Shift Doesn't Just Happen, We Have to Make it Happen

During the 2008 NCTE Convention in late November, the Commission on Language sponsored a session featuring Stephen Krashen as the keynote speaker. After Stephen Krashen discussed his advocacy efforts through letters to the editor, audience members were asked to identify significant advocacy issues and got into groups to discuss possible avenues for advocacy.

The group I joined discussed the issue of scripted reading programs. The group members agreed that when advocating against scripted reading programs, we should be trying to reach a number of different stakeholder audiences: legislators, teachers, school boards, parents, superintendents.
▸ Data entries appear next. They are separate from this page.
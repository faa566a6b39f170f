use crate::models::EstimatedRecord;
use serde::{Deserialize, Serialize};
use std::collections::{BTreeMap, BTreeSet};

/// Coverage of the estimated table, as printed before the charts.
#[derive(Debug, Clone, Serialize, Deserialize, PartialEq)]
pub struct DatasetSummary {
    pub rows: usize,
    pub min_year: i32,
    pub max_year: i32,
    /// Distinct country codes.
    pub countries: usize,
    /// Mean birth rate over all rows (per 1,000 people).
    pub mean_birth_rate: f64,
}

/// `None` for an empty table.
pub fn dataset_summary(rows: &[EstimatedRecord]) -> Option<DatasetSummary> {
    let min_year = rows.iter().map(|r| r.year).min()?;
    let max_year = rows.iter().map(|r| r.year).max()?;
    let countries: BTreeSet<&str> = rows.iter().map(|r| r.country_code.as_str()).collect();
    let mean_birth_rate = rows.iter().map(|r| r.birth_rate).sum::<f64>() / rows.len() as f64;
    Some(DatasetSummary {
        rows: rows.len(),
        min_year,
        max_year,
        countries: countries.len(),
        mean_birth_rate,
    })
}

/// Inclusive `(start, end)` of the last `years` years ending at `max_year`.
///
/// The start saturates at `i32::MIN` instead of overflowing.
pub fn recent_window(max_year: i32, years: u32) -> (i32, i32) {
    let span = i32::try_from(years.max(1) - 1).unwrap_or(i32::MAX);
    (max_year.saturating_sub(span), max_year)
}

fn in_window(year: i32, window: (i32, i32)) -> bool {
    year >= window.0 && year <= window.1
}

/// Mean birth rate across all countries per year inside `window`, ascending by year.
pub fn yearly_mean_birth_rate(rows: &[EstimatedRecord], window: (i32, i32)) -> Vec<(i32, f64)> {
    let mut acc: BTreeMap<i32, (f64, usize)> = BTreeMap::new();
    for r in rows.iter().filter(|r| in_window(r.year, window)) {
        let e = acc.entry(r.year).or_default();
        e.0 += r.birth_rate;
        e.1 += 1;
    }
    acc.into_iter()
        .map(|(y, (sum, n))| (y, sum / n as f64))
        .collect()
}

/// One country's rows inside `window`, ascending by year.
pub fn country_rows<'a>(
    rows: &'a [EstimatedRecord],
    country_code: &str,
    window: (i32, i32),
) -> Vec<&'a EstimatedRecord> {
    let mut out: Vec<&EstimatedRecord> = rows
        .iter()
        .filter(|r| r.country_code == country_code && in_window(r.year, window))
        .collect();
    out.sort_by_key(|r| r.year);
    out
}
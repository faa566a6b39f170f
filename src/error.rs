use thiserror::Error;

/// Failure classes of the birth-share pipeline.
#[derive(Error, Debug)]
pub enum PipelineError {
    /// Network failure or non-2xx HTTP status.
    #[error("transport error: {0}")]
    Transport(String),

    /// Empty, malformed or otherwise unusable indicator data.
    #[error("data error: {0}")]
    Data(String),

    /// At least one indicator could not be fetched, so there is nothing to join.
    #[error("cannot join indicators: {}", .failures.join("; "))]
    UpstreamFetch { failures: Vec<String> },

    #[error("storage error: {0}")]
    Storage(#[from] rusqlite::Error),

    #[error("render error: {0}")]
    Render(String),

    #[error("export error: {0}")]
    Export(#[from] csv::Error),

    #[error("serialization error: {0}")]
    Serialization(#[from] serde_json::Error),

    #[error("io error: {0}")]
    Io(#[from] std::io::Error),

    #[error("configuration error: {0}")]
    Config(String),
}

impl PipelineError {
    pub fn data(msg: impl Into<String>) -> Self {
        Self::Data(msg.into())
    }

    pub fn render(msg: impl Into<String>) -> Self {
        Self::Render(msg.into())
    }

    pub fn config(msg: impl Into<String>) -> Self {
        Self::Config(msg.into())
    }
}

impl From<reqwest::Error> for PipelineError {
    fn from(e: reqwest::Error) -> Self {
        Self::Transport(e.to_string())
    }
}

pub type Result<T> = std::result::Result<T, PipelineError>;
The list below includes advocacy ideas proposed by group members. Some of the ideas are audience-specific, whereas others can be used to reach more than one audiences:

•Run a positive Public Relations campaign to highlight what your district, school or classroom is doing well. Accentuate initiatives that lead to significant student learning.
Possible venues for such positive PR campaigns can be local papers (featured articles, letters to the editor), parent nights, community fairs.
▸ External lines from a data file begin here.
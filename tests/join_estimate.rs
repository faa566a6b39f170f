use birth_chance::PipelineError;
use birth_chance::models::IndicatorRecord;
use birth_chance::transform::{estimate, join, join_outcomes};
use std::collections::BTreeSet;

fn rec(c: &str, y: i32, v: Option<f64>) -> IndicatorRecord {
    IndicatorRecord {
        country_code: c.into(),
        year: y,
        value: v,
    }
}

#[test]
fn output_keys_are_the_valid_intersection() {
    let rates = vec![
        rec("CAN", 2019, Some(10.1)),
        rec("CAN", 2020, Some(9.8)),
        rec("CAN", 2021, Some(9.6)), // population missing this year
        rec("USA", 2020, None),      // rate absent
        rec("MEX", 2020, Some(15.0)),
    ];
    let pops = vec![
        rec("CAN", 2018, Some(37_000_000.0)), // rate missing this year
        rec("CAN", 2019, Some(37_600_000.0)),
        rec("CAN", 2020, Some(38_000_000.0)),
        rec("USA", 2020, Some(331_000_000.0)),
        rec("MEX", 2020, None), // population absent
    ];

    let joined = join(&rates, &pops).unwrap();
    let got: BTreeSet<(String, i32)> = joined
        .iter()
        .map(|j| (j.country_code.clone(), j.year))
        .collect();
    let want: BTreeSet<(String, i32)> =
        [("CAN".to_string(), 2019), ("CAN".to_string(), 2020)].into_iter().collect();
    assert_eq!(got, want);

    // Every surviving key exists in both inputs.
    for (c, y) in &got {
        assert!(rates.iter().any(|r| &r.country_code == c && r.year == *y));
        assert!(pops.iter().any(|r| &r.country_code == c && r.year == *y));
    }
}

#[test]
fn year_only_in_one_table_never_reaches_estimates() {
    let rates = vec![rec("CAN", 2022, Some(9.0)), rec("CAN", 2023, Some(8.9))];
    let pops = vec![rec("CAN", 2022, Some(39_000_000.0))];
    let est = estimate(&join(&rates, &pops).unwrap());
    assert_eq!(est.len(), 1);
    assert!(est.iter().all(|e| e.year == 2022));
}

#[test]
fn births_follow_rate_per_thousand_times_population() {
    let rates = vec![
        rec("CAN", 2020, Some(10.5)),
        rec("IND", 2020, Some(16.4)),
        rec("JPN", 2020, Some(6.8)),
    ];
    let pops = vec![
        rec("CAN", 2020, Some(38_000_000.0)),
        rec("IND", 2020, Some(1_396_387_127.0)),
        rec("JPN", 2020, Some(126_261_000.0)),
    ];
    let est = estimate(&join(&rates, &pops).unwrap());
    for e in &est {
        let expected = (e.birth_rate / 1000.0) * e.population;
        assert!((e.number_of_births - expected).abs() <= expected.abs() * 1e-12);
        assert!(e.number_of_births >= 0.0);
    }
    let can = est.iter().find(|e| e.country_code == "CAN").unwrap();
    assert!((can.number_of_births - 399_000.0).abs() < 1e-6);
}

#[test]
fn negative_rates_propagate_arithmetically() {
    let est = estimate(
        &join(&[rec("XXX", 2000, Some(-1.0))], &[rec("XXX", 2000, Some(1000.0))]).unwrap(),
    );
    assert_eq!(est[0].number_of_births, -1.0);
}

#[test]
fn duplicate_population_key_is_rejected() {
    let err = join(
        &[rec("CAN", 2020, Some(10.0))],
        &[rec("CAN", 2020, Some(1.0)), rec("CAN", 2020, Some(2.0))],
    )
    .unwrap_err();
    assert!(matches!(err, PipelineError::Data(_)));
    assert!(err.to_string().contains("population"));
}

#[test]
fn failed_fetch_blocks_the_join() {
    let err = join_outcomes(
        Ok(vec![rec("CAN", 2020, Some(10.0))]),
        Err(PipelineError::Transport("GET failed with HTTP 502".into())),
    )
    .unwrap_err();
    match err {
        PipelineError::UpstreamFetch { failures } => {
            assert_eq!(failures.len(), 1);
            assert!(failures[0].contains("population"));
            assert!(failures[0].contains("502"));
        }
        other => panic!("unexpected error: {other}"),
    }
}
•Reach out to local businesses and to the local NPR station and ask them to fund or otherwise support sound bytes that make references to student and teacher accomplishments. Examples:
•"This program is sponsored by Ms. Smith's class, whose members just completed authoring a superb collection of electronic nonfiction books on social justice issues."
•"XY Company supports Mr. Green and his students whose work with literacy and the arts is currently being exhibited at Hillside Elementary school."
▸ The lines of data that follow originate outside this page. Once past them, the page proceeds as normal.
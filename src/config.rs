//! Run configuration. Every field has a default, so an empty (or absent) TOML file reproduces
//! the stock run: both World Bank series fetched in one page each, output in the current
//! directory.
//!
//! ```toml
//! [api]
//! per_page = 25000
//!
//! [output]
//! dir = "out"
//!
//! [charts]
//! window_years = 15
//! ```

use crate::error::{PipelineError, Result};
use crate::storage::is_sql_identifier;
use serde::{Deserialize, Serialize};
use std::path::{Path, PathBuf};

/// Upper bound for `charts.window_years`.
pub const MAX_WINDOW_YEARS: u32 = 1000;
/// Upper bound for either chart dimension, in pixels.
pub const MAX_CHART_PX: u32 = 10_000;

#[derive(Debug, Clone, Default, Serialize, Deserialize, PartialEq)]
#[serde(default, deny_unknown_fields)]
pub struct Config {
    pub api: ApiConfig,
    pub output: OutputConfig,
    pub charts: ChartConfig,
}

#[derive(Debug, Clone, Serialize, Deserialize, PartialEq)]
#[serde(default, deny_unknown_fields)]
pub struct ApiConfig {
    pub base_url: String,
    /// Crude birth rate (per 1,000 people).
    pub birth_rate_indicator: String,
    /// Total population.
    pub population_indicator: String,
    /// Upper bound on records per indicator; everything must fit in one page.
    pub per_page: u32,
    pub timeout_secs: u64,
}

impl Default for ApiConfig {
    fn default() -> Self {
        Self {
            base_url: "https://api.worldbank.org/v2".into(),
            birth_rate_indicator: "SP.DYN.CBRT.IN".into(),
            population_indicator: "SP.POP.TOTL".into(),
            per_page: 20_000,
            timeout_secs: 60,
        }
    }
}

#[derive(Debug, Clone, Serialize, Deserialize, PartialEq)]
#[serde(default, deny_unknown_fields)]
pub struct OutputConfig {
    /// Directory all files below are written to.
    pub dir: PathBuf,
    pub database: String,
    pub table: String,
    pub global_birth_rate_chart: String,
    pub canada_birth_rate_chart: String,
    pub canada_population_chart: String,
    pub chance_chart: String,
    /// Optional CSV/JSON copy of the yearly summary.
    pub export: Option<PathBuf>,
}

impl Default for OutputConfig {
    fn default() -> Self {
        Self {
            dir: PathBuf::from("."),
            database: "birth_stats.db".into(),
            table: "birth_data".into(),
            global_birth_rate_chart: "global_average_birth_rate.png".into(),
            canada_birth_rate_chart: "canada_birth_rate.png".into(),
            canada_population_chart: "canada_population.png".into(),
            chance_chart: "chance_of_being_born_in_canada.html".into(),
            export: None,
        }
    }
}

impl OutputConfig {
    /// `name` resolved against the output directory.
    pub fn path_for(&self, name: &str) -> PathBuf {
        self.dir.join(name)
    }
}

#[derive(Debug, Clone, Serialize, Deserialize, PartialEq)]
#[serde(default, deny_unknown_fields)]
pub struct ChartConfig {
    pub width: u32,
    pub height: u32,
    /// Static charts show the last `window_years` years of data.
    pub window_years: u32,
}

impl Default for ChartConfig {
    fn default() -> Self {
        Self {
            width: 1600,
            height: 800,
            window_years: 10,
        }
    }
}

impl Config {
    pub fn from_file<P: AsRef<Path>>(path: P) -> Result<Self> {
        let path = path.as_ref();
        let content = std::fs::read_to_string(path).map_err(|e| {
            PipelineError::config(format!("cannot read {}: {e}", path.display()))
        })?;
        Self::from_toml_str(&content)
    }

    pub fn from_toml_str(content: &str) -> Result<Self> {
        let cfg: Self = toml::from_str(content)
            .map_err(|e| PipelineError::config(format!("invalid TOML: {e}")))?;
        cfg.validate()?;
        Ok(cfg)
    }

    pub fn validate(&self) -> Result<()> {
        reqwest::Url::parse(&self.api.base_url)
            .map_err(|e| PipelineError::config(format!("api.base_url: {e}")))?;
        for (field, value) in [
            ("api.birth_rate_indicator", &self.api.birth_rate_indicator),
            ("api.population_indicator", &self.api.population_indicator),
            ("output.database", &self.output.database),
            ("output.global_birth_rate_chart", &self.output.global_birth_rate_chart),
            ("output.canada_birth_rate_chart", &self.output.canada_birth_rate_chart),
            ("output.canada_population_chart", &self.output.canada_population_chart),
            ("output.chance_chart", &self.output.chance_chart),
        ] {
            if value.trim().is_empty() {
                return Err(PipelineError::config(format!("{field} must not be empty")));
            }
        }
        if self.api.per_page == 0 {
            return Err(PipelineError::config("api.per_page must be at least 1"));
        }
        if self.api.timeout_secs == 0 {
            return Err(PipelineError::config("api.timeout_secs must be at least 1"));
        }
        if !is_sql_identifier(&self.output.table) {
            return Err(PipelineError::config(format!(
                "output.table {:?} must match [A-Za-z_][A-Za-z0-9_]*",
                self.output.table
            )));
        }
        if !(1..=MAX_WINDOW_YEARS).contains(&self.charts.window_years) {
            return Err(PipelineError::config(format!(
                "charts.window_years must be between 1 and {MAX_WINDOW_YEARS}"
            )));
        }
        if self.charts.width < 200 || self.charts.height < 150 {
            return Err(PipelineError::config(
                "charts.width/height must be at least 200x150",
            ));
        }
        if self.charts.width > MAX_CHART_PX || self.charts.height > MAX_CHART_PX {
            return Err(PipelineError::config(format!(
                "charts.width/height must be at most {MAX_CHART_PX}"
            )));
        }
        Ok(())
    }
}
•Use your school's web page to showcase your students' web projects and email the link to parents and the school board. Such student project galleries should also feature instructional objectives accomplished through each project as well as explanations how such powerful learning tools are disappearing through the narrowing of the curriculum brought upon by high-stakes accountability and scripted instruction.

•Conduct research with your students on the effects of scripted instruction on their learning and their attitude toward school work. Send your findings to all interested stakeholders.

•Organize teacher "get togethers," both physical and electronic through the use of blogs and other electronic forums.
•Create wanted-ads forums through which teachers can seek out collaborators for instructional planning, designing and conducting research, mentoring etc.